> HOW TO COMPLETE THIS TASK
Each line from the material with the word "TxVerificationTokenRepository" in it must be copied.

> ENTRIES SUPPLIED
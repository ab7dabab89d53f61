//! 进程内 Repository 实现

use std::sync::Arc;

use agora_common::UserId;
use agora_errors::{AppError, AppResult};
use async_trait::async_trait;
use chrono::{DateTime, Utc};
use tokio::sync::{Mutex, OwnedMutexGuard};

use super::state::MemoryState;
use crate::domain::repositories::{UserRepository, VerificationTokenRepository};
use crate::domain::user::{User, VerificationToken};
use crate::domain::value_objects::{Email, Username};

/// 工作单元内的暂存状态
pub(crate) struct Staged {
    /// 持有全局锁直到提交或丢弃
    pub(crate) guard: OwnedMutexGuard<MemoryState>,
    pub(crate) state: MemoryState,
}

pub(crate) type SharedStaged = Arc<Mutex<Option<Staged>>>;

/// Repository 访问的状态来源
#[derive(Clone)]
pub(crate) enum Handle {
    /// 直接读写共享状态，每次调用单独加锁
    Shared(Arc<Mutex<MemoryState>>),
    /// 读写工作单元的暂存副本
    Staged(SharedStaged),
}

impl Handle {
    async fn with<R, F>(&self, f: F) -> AppResult<R>
    where
        F: FnOnce(&mut MemoryState) -> R + Send,
    {
        match self {
            Handle::Shared(state) => Ok(f(&mut *state.lock().await)),
            Handle::Staged(staged) => {
                let mut guard = staged.lock().await;
                let staged = guard
                    .as_mut()
                    .ok_or_else(|| AppError::internal("Transaction consumed"))?;
                Ok(f(&mut staged.state))
            }
        }
    }
}

pub struct MemoryUserRepository {
    handle: Handle,
}

impl MemoryUserRepository {
    pub(crate) fn new(handle: Handle) -> Self {
        Self { handle }
    }
}

#[async_trait]
impl UserRepository for MemoryUserRepository {
    async fn find_by_id(&self, id: &UserId) -> AppResult<Option<User>> {
        self.handle.with(|s| s.users.get(id).cloned()).await
    }

    async fn find_by_username(&self, username: &Username) -> AppResult<Option<User>> {
        self.handle
            .with(|s| s.find_user(|u| &u.username == username))
            .await
    }

    async fn find_by_email(&self, email: &Email) -> AppResult<Option<User>> {
        self.handle.with(|s| s.find_user(|u| &u.email == email)).await
    }

    async fn save(&self, user: &User) -> AppResult<()> {
        self.handle.with(|s| s.insert_user(user)).await?
    }

    async fn update(&self, user: &User) -> AppResult<()> {
        self.handle.with(|s| s.update_user(user)).await?
    }
}

pub struct MemoryVerificationTokenRepository {
    handle: Handle,
}

impl MemoryVerificationTokenRepository {
    pub(crate) fn new(handle: Handle) -> Self {
        Self { handle }
    }
}

#[async_trait]
impl VerificationTokenRepository for MemoryVerificationTokenRepository {
    async fn save(&self, token: &VerificationToken) -> AppResult<()> {
        self.handle.with(|s| s.insert_token(token)).await?
    }

    async fn find_by_token(&self, token: &str) -> AppResult<Option<VerificationToken>> {
        self.handle.with(|s| s.tokens.get(token).cloned()).await
    }

    async fn mark_consumed(&self, token: &str, at: DateTime<Utc>) -> AppResult<bool> {
        self.handle.with(|s| s.mark_consumed(token, at)).await
    }

    async fn delete_unconsumed_for_user(&self, user_id: &UserId) -> AppResult<u64> {
        self.handle
            .with(|s| s.delete_unconsumed_for_user(user_id))
            .await
    }

    async fn delete_expired(&self, now: DateTime<Utc>) -> AppResult<u64> {
        self.handle.with(|s| s.delete_expired(now)).await
    }
}
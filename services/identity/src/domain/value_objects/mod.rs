//! 值对象

mod email;
mod password;
mod username;

pub use email::*;
pub use password::*;
pub use username::*;
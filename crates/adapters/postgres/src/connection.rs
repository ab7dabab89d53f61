//! PostgreSQL 连接管理

use agora_errors::{AppError, AppResult};
use sqlx::postgres::{PgPool, PgPoolOptions};
use std::time::Duration;

/// PostgreSQL 连接池配置
#[derive(Clone)]
pub struct PostgresConfig {
    pub url: String,
    pub max_connections: u32,
    pub min_connections: u32,
    pub connect_timeout: Duration,
    pub idle_timeout: Duration,
}

impl Default for PostgresConfig {
    fn default() -> Self {
        Self {
            url: String::new(),
            max_connections: 10,
            min_connections: 1,
            connect_timeout: Duration::from_secs(30),
            idle_timeout: Duration::from_secs(600),
        }
    }
}

// 连接串含口令，不输出
impl std::fmt::Debug for PostgresConfig {
    fn fmt(&self, f: &mut std::fmt::Formatter<'_>) -> std::fmt::Result {
        f.debug_struct("PostgresConfig")
            .field("url", &"[REDACTED]")
            .field("max_connections", &self.max_connections)
            .field("min_connections", &self.min_connections)
            .field("connect_timeout", &self.connect_timeout)
            .field("idle_timeout", &self.idle_timeout)
            .finish()
    }
}

impl PostgresConfig {
    pub fn new(url: impl Into<String>) -> Self {
        Self {
            url: url.into(),
            ..Default::default()
        }
    }

    pub fn with_max_connections(mut self, max: u32) -> Self {
        self.max_connections = max;
        self.min_connections = self.min_connections.min(max);
        self
    }
}

/// 创建 PostgreSQL 连接池
pub async fn create_pool(config: &PostgresConfig) -> AppResult<PgPool> {
    PgPoolOptions::new()
        .max_connections(config.max_connections)
        .min_connections(config.min_connections)
        .acquire_timeout(config.connect_timeout)
        .idle_timeout(config.idle_timeout)
        .connect(&config.url)
        .await
        .map_err(|e| AppError::database(format!("Failed to create pool: {}", e)))
}

/// 检查数据库连接
pub async fn check_connection(pool: &PgPool) -> AppResult<()> {
    sqlx::query("SELECT 1")
        .execute(pool)
        .await
        .map_err(|e| AppError::database(format!("Database health check failed: {}", e)))?;
    Ok(())
}
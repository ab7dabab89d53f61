//! 用户 Repository trait

use agora_common::UserId;
use agora_errors::AppResult;
use async_trait::async_trait;

use crate::domain::user::User;
use crate::domain::value_objects::{Email, Username};

/// 凭据存储
///
/// 用户名与邮箱各自唯一；`save` 遇到重复时返回 `AppError::Conflict`。
#[async_trait]
pub trait UserRepository: Send + Sync {
    async fn find_by_id(&self, id: &UserId) -> AppResult<Option<User>>;

    async fn find_by_username(&self, username: &Username) -> AppResult<Option<User>>;

    async fn find_by_email(&self, email: &Email) -> AppResult<Option<User>>;

    /// 插入新用户
    async fn save(&self, user: &User) -> AppResult<()>;

    /// 更新已有用户，不存在时返回 `AppError::NotFound`
    async fn update(&self, user: &User) -> AppResult<()>;
}
//! Agora API Gateway

pub mod auth;
pub mod error;
pub mod middleware;
pub mod routing;
pub mod state;

#[cfg(test)]
mod test_support;

use axum::Router;
use tower_http::trace::TraceLayer;

pub use error::{ApiError, ApiResult};
pub use routing::metrics_router;
pub use state::AppState;

/// 构建完整路由
pub fn build_router(state: AppState) -> Router {
    auth::auth_routes()
        .merge(routing::protected_routes(state.clone()))
        .merge(routing::probe_routes())
        .layer(TraceLayer::new_for_http())
        .with_state(state)
}
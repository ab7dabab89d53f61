//! 仓储接口

mod user_repository;
mod verification_token_repository;

pub use user_repository::*;
pub use verification_token_repository::*;
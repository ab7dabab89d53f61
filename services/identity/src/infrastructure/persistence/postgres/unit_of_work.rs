//! PostgreSQL Unit of Work 实现
//!
//! 使用 SQLx Transaction 提供事务协调能力。未提交即被丢弃时，
//! SQLx 会在连接归还前回滚事务。

use std::sync::Arc;

use agora_errors::{AppError, AppResult};
use async_trait::async_trait;
use sqlx::{PgPool, Postgres, Transaction};
use tokio::sync::Mutex;

use super::tx_repositories::{SharedTx, TxUserRepository, TxVerificationTokenRepository};
use crate::domain::repositories::{UserRepository, VerificationTokenRepository};
use crate::domain::unit_of_work::{UnitOfWork, UnitOfWorkFactory};

/// PostgreSQL Unit of Work 工厂
pub struct PostgresUnitOfWorkFactory {
    pool: PgPool,
}

impl PostgresUnitOfWorkFactory {
    pub fn new(pool: PgPool) -> Self {
        Self { pool }
    }
}

#[async_trait]
impl UnitOfWorkFactory for PostgresUnitOfWorkFactory {
    async fn begin(&self) -> AppResult<Box<dyn UnitOfWork>> {
        let tx = self
            .pool
            .begin()
            .await
            .map_err(|e| AppError::database(format!("Failed to begin transaction: {}", e)))?;

        Ok(Box::new(PostgresUnitOfWork::new(tx)))
    }
}

/// PostgreSQL Unit of Work 实现
///
/// 所有 Repository 操作都在同一个事务中执行。
pub struct PostgresUnitOfWork {
    tx: SharedTx,
    user_repo: TxUserRepository,
    verification_token_repo: TxVerificationTokenRepository,
}

impl PostgresUnitOfWork {
    fn new(tx: Transaction<'static, Postgres>) -> Self {
        let tx: SharedTx = Arc::new(Mutex::new(Some(tx)));

        Self {
            tx: tx.clone(),
            user_repo: TxUserRepository::new(tx.clone()),
            verification_token_repo: TxVerificationTokenRepository::new(tx),
        }
    }

    async fn take(&self) -> AppResult<Transaction<'static, Postgres>> {
        self.tx
            .lock()
            .await
            .take()
            .ok_or_else(|| AppError::internal("Transaction already consumed"))
    }
}

#[async_trait]
impl UnitOfWork for PostgresUnitOfWork {
    fn users(&self) -> &dyn UserRepository {
        &self.user_repo
    }

    fn verification_tokens(&self) -> &dyn VerificationTokenRepository {
        &self.verification_token_repo
    }

    async fn commit(self: Box<Self>) -> AppResult<()> {
        self.take()
            .await?
            .commit()
            .await
            .map_err(|e| AppError::database(format!("Failed to commit transaction: {}", e)))
    }

    async fn rollback(self: Box<Self>) -> AppResult<()> {
        self.take()
            .await?
            .rollback()
            .await
            .map_err(|e| AppError::database(format!("Failed to rollback transaction: {}", e)))
    }
}
//! 服务运行时

use agora_config::AppConfig;
use agora_telemetry::{LogFormat, TelemetryError, try_init_tracing};
use tracing::info;

/// 按环境选择日志格式：生产环境 JSON，其余可读格式
pub fn log_format(config: &AppConfig) -> LogFormat {
    if config.is_production() {
        LogFormat::Json
    } else {
        LogFormat::Pretty
    }
}

/// 初始化服务运行时
pub fn init_runtime(config: &AppConfig) -> Result<(), TelemetryError> {
    try_init_tracing(&config.telemetry.log_level, log_format(config))?;

    info!(
        app_name = %config.app_name,
        app_env = %config.app_env,
        persistence = if config.database.url.is_some() { "postgres" } else { "memory" },
        "Runtime initialized"
    );

    Ok(())
}
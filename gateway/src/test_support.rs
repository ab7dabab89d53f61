//! 单元测试共用的装配

use std::sync::{Arc, Mutex};

use agora_auth_core::{Argon2PasswordHasher, TokenService};
use agora_errors::AppResult;
use agora_identity::application::{AuthDependencies, AuthService};
use agora_identity::domain::notification::{Notifier, VerificationNotice};
use agora_identity::infrastructure::persistence::memory::MemoryStore;
use chrono::Duration;

use crate::state::AppState;

pub const PASSWORD: &str = "correct horse battery";

#[derive(Default)]
pub struct MockNotifier {
    pub notices: Mutex<Vec<VerificationNotice>>,
}

impl Notifier for MockNotifier {
    fn notify(&self, notice: VerificationNotice) -> AppResult<()> {
        self.notices.lock().unwrap().push(notice);
        Ok(())
    }
}

pub struct TestApp {
    pub state: AppState,
    pub notifier: Arc<MockNotifier>,
}

impl TestApp {
    pub fn new() -> Self {
        let store = MemoryStore::new();
        let notifier = Arc::new(MockNotifier::default());

        let auth = AuthService::new(
            AuthDependencies {
                users: store.users(),
                uow_factory: Arc::new(store),
                hasher: Arc::new(Argon2PasswordHasher::with_params(1024, 1, 1).unwrap()),
                token_service: TokenService::new(
                    "gateway-test-signing-secret-0123456789",
                    Duration::minutes(15),
                    "agora",
                ),
                notifier: notifier.clone(),
            },
            Duration::hours(24),
        )
        .unwrap();

        Self {
            state: AppState::new(Arc::new(auth)),
            notifier,
        }
    }

    /// 注册并激活一个账户
    pub async fn enabled_user(&self, username: &str) {
        self.state
            .auth
            .signup(username, &format!("{}@example.com", username), PASSWORD)
            .await
            .unwrap();
        let token = self.notifier.notices.lock().unwrap().last().unwrap().token.clone();
        self.state.auth.verify_account(&token).await.unwrap();
    }
}
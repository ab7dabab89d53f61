//! Graceful Shutdown

use tokio::task::JoinHandle;
use tokio_util::sync::CancellationToken;
use tracing::{error, info};

/// 等待关闭信号（Ctrl+C 或 SIGTERM）
///
/// 信号处理器安装失败时只记录日志，对应分支永不完成。
pub async fn shutdown_signal() {
    let ctrl_c = async {
        if let Err(e) = tokio::signal::ctrl_c().await {
            error!(error = %e, "Failed to install Ctrl+C handler");
            std::future::pending::<()>().await;
        }
    };

    #[cfg(unix)]
    let terminate = async {
        match tokio::signal::unix::signal(tokio::signal::unix::SignalKind::terminate()) {
            Ok(mut signal) => {
                signal.recv().await;
            }
            Err(e) => {
                error!(error = %e, "Failed to install SIGTERM handler");
                std::future::pending::<()>().await;
            }
        }
    };

    #[cfg(not(unix))]
    let terminate = std::future::pending::<()>();

    tokio::select! {
        _ = ctrl_c => {},
        _ = terminate => {},
    }

    info!("Shutdown signal received");
}

/// 等待后台任务结束
///
/// 任务 panic 或被取消时记录 `error!` 并返回 false。
pub async fn join_task(name: &str, handle: JoinHandle<()>) -> bool {
    match handle.await {
        Ok(()) => {
            info!(task = name, "Background task finished");
            true
        }
        Err(e) => {
            error!(task = name, error = %e, "Background task terminated abnormally");
            false
        }
    }
}

/// Shutdown 控制器
///
/// 包装 `CancellationToken`：进程信号或显式调用 [`Shutdown::trigger`] 都会让
/// 所有后台任务观察到取消。
#[derive(Clone, Default)]
pub struct Shutdown {
    token: CancellationToken,
}

impl Shutdown {
    pub fn new() -> Self {
        Self::default()
    }

    /// 供后台任务监听的取消令牌
    pub fn token(&self) -> CancellationToken {
        self.token.clone()
    }

    /// 触发关闭
    pub fn trigger(&self) {
        if !self.token.is_cancelled() {
            info!("Triggering shutdown");
        }
        self.token.cancel();
    }

    /// 等待进程信号或显式触发，返回前确保令牌已取消
    ///
    /// 用作 `axum::serve(..).with_graceful_shutdown(..)` 的参数。
    pub async fn wait(self) {
        tokio::select! {
            _ = shutdown_signal() => {},
            _ = self.token.cancelled() => {},
        }
        self.trigger();
    }
}

#[cfg(test)]
mod tests {
    use super::*;
    use std::time::Duration;

    #[tokio::test]
    async fn test_trigger_cancels_token() {
        let shutdown = Shutdown::new();
        let token = shutdown.token();
        assert!(!token.is_cancelled());

        shutdown.trigger();
        assert!(token.is_cancelled());
        assert!(shutdown.token().is_cancelled());
    }

    #[tokio::test]
    async fn test_join_task_reports_panic() {
        let ok = tokio::spawn(async {});
        assert!(join_task("ok", ok).await);

        let panicked = tokio::spawn(async { panic!("worker crashed") });
        assert!(!join_task("panicked", panicked).await);
    }

    #[tokio::test]
    async fn test_wait_returns_after_trigger() {
        let shutdown = Shutdown::new();
        let waiter = tokio::spawn(shutdown.clone().wait());

        shutdown.trigger();
        tokio::time::timeout(Duration::from_secs(1), waiter)
            .await
            .unwrap()
            .unwrap();
    }
}
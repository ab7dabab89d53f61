//! 通知端口

use agora_errors::AppResult;
use chrono::{DateTime, Utc};

/// 账户激活通知
#[derive(Clone)]
pub struct VerificationNotice {
    pub username: String,
    pub email: String,
    pub token: String,
    pub expires_at: DateTime<Utc>,
}

impl std::fmt::Debug for VerificationNotice {
    fn fmt(&self, f: &mut std::fmt::Formatter<'_>) -> std::fmt::Result {
        f.debug_struct("VerificationNotice")
            .field("username", &self.username)
            .field("email", &self.email)
            .field("token", &"[REDACTED]")
            .field("expires_at", &self.expires_at)
            .finish()
    }
}

/// 通知发送端口
///
/// 只负责把通知交给后台发送，不等待投递结果。无法受理（队列已满或已关闭）
/// 时返回 `AppError::Delivery`。
pub trait Notifier: Send + Sync {
    fn notify(&self, notice: VerificationNotice) -> AppResult<()>;
}
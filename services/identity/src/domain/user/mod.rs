mod user;
mod verification_token;

pub use user::*;
pub use verification_token::*;
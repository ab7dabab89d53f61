//! 口令哈希
//!
//! 哈希串为 PHC 格式，自带算法、参数和盐，校验时无需额外信息。

use agora_errors::{AppError, AppResult};
use argon2::password_hash::{
    PasswordHash, PasswordHasher as _, PasswordVerifier as _, SaltString, rand_core::OsRng,
};
use argon2::{Algorithm, Argon2, Params, Version};
use serde::{Deserialize, Serialize};
use std::fmt;
use tracing::error;

/// 哈希后的密码
#[derive(Clone, PartialEq, Eq, Serialize, Deserialize)]
pub struct HashedPassword(String);

impl HashedPassword {
    /// 从已有的哈希字符串创建
    pub fn from_hash(hash: impl Into<String>) -> Self {
        Self(hash.into())
    }

    pub fn as_str(&self) -> &str {
        &self.0
    }
}

impl fmt::Debug for HashedPassword {
    fn fmt(&self, f: &mut fmt::Formatter<'_>) -> fmt::Result {
        f.write_str("HashedPassword([REDACTED])")
    }
}

impl fmt::Display for HashedPassword {
    fn fmt(&self, f: &mut fmt::Formatter<'_>) -> fmt::Result {
        write!(f, "[REDACTED]")
    }
}

/// 口令哈希器
///
/// 每次 `hash` 使用新盐，同一口令两次哈希结果不同。
pub trait PasswordHasher: Send + Sync {
    fn hash(&self, plain: &str) -> AppResult<HashedPassword>;

    /// 哈希串无法解析时返回 false
    fn verify(&self, plain: &str, hashed: &HashedPassword) -> bool;
}

/// Argon2id 实现
#[derive(Clone, Default)]
pub struct Argon2PasswordHasher {
    argon2: Argon2<'static>,
}

impl Argon2PasswordHasher {
    pub fn new() -> Self {
        Self::default()
    }

    /// 自定义代价参数（内存 KiB、迭代次数、并行度）
    pub fn with_params(m_cost: u32, t_cost: u32, p_cost: u32) -> AppResult<Self> {
        let params = Params::new(m_cost, t_cost, p_cost, None)
            .map_err(|e| AppError::internal(format!("Invalid argon2 params: {}", e)))?;

        Ok(Self {
            argon2: Argon2::new(Algorithm::Argon2id, Version::V0x13, params),
        })
    }
}

impl PasswordHasher for Argon2PasswordHasher {
    fn hash(&self, plain: &str) -> AppResult<HashedPassword> {
        let salt = SaltString::generate(&mut OsRng);

        let hash = self
            .argon2
            .hash_password(plain.as_bytes(), &salt)
            .map_err(|e| AppError::internal(format!("Password hashing failed: {}", e)))?
            .to_string();

        Ok(HashedPassword(hash))
    }

    fn verify(&self, plain: &str, hashed: &HashedPassword) -> bool {
        let parsed = match PasswordHash::new(hashed.as_str()) {
            Ok(parsed) => parsed,
            Err(e) => {
                error!(error = %e, "Stored password hash is not a valid PHC string");
                return false;
            }
        };

        self.argon2
            .verify_password(plain.as_bytes(), &parsed)
            .is_ok()
    }
}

> THE ANSWER
use super::tx_repositories::{SharedTx, TxUserRepository, TxVerificationTokenRepository};
    verification_token_repo: TxVerificationTokenRepository,
            verification_token_repo: TxVerificationTokenRepository::new(tx),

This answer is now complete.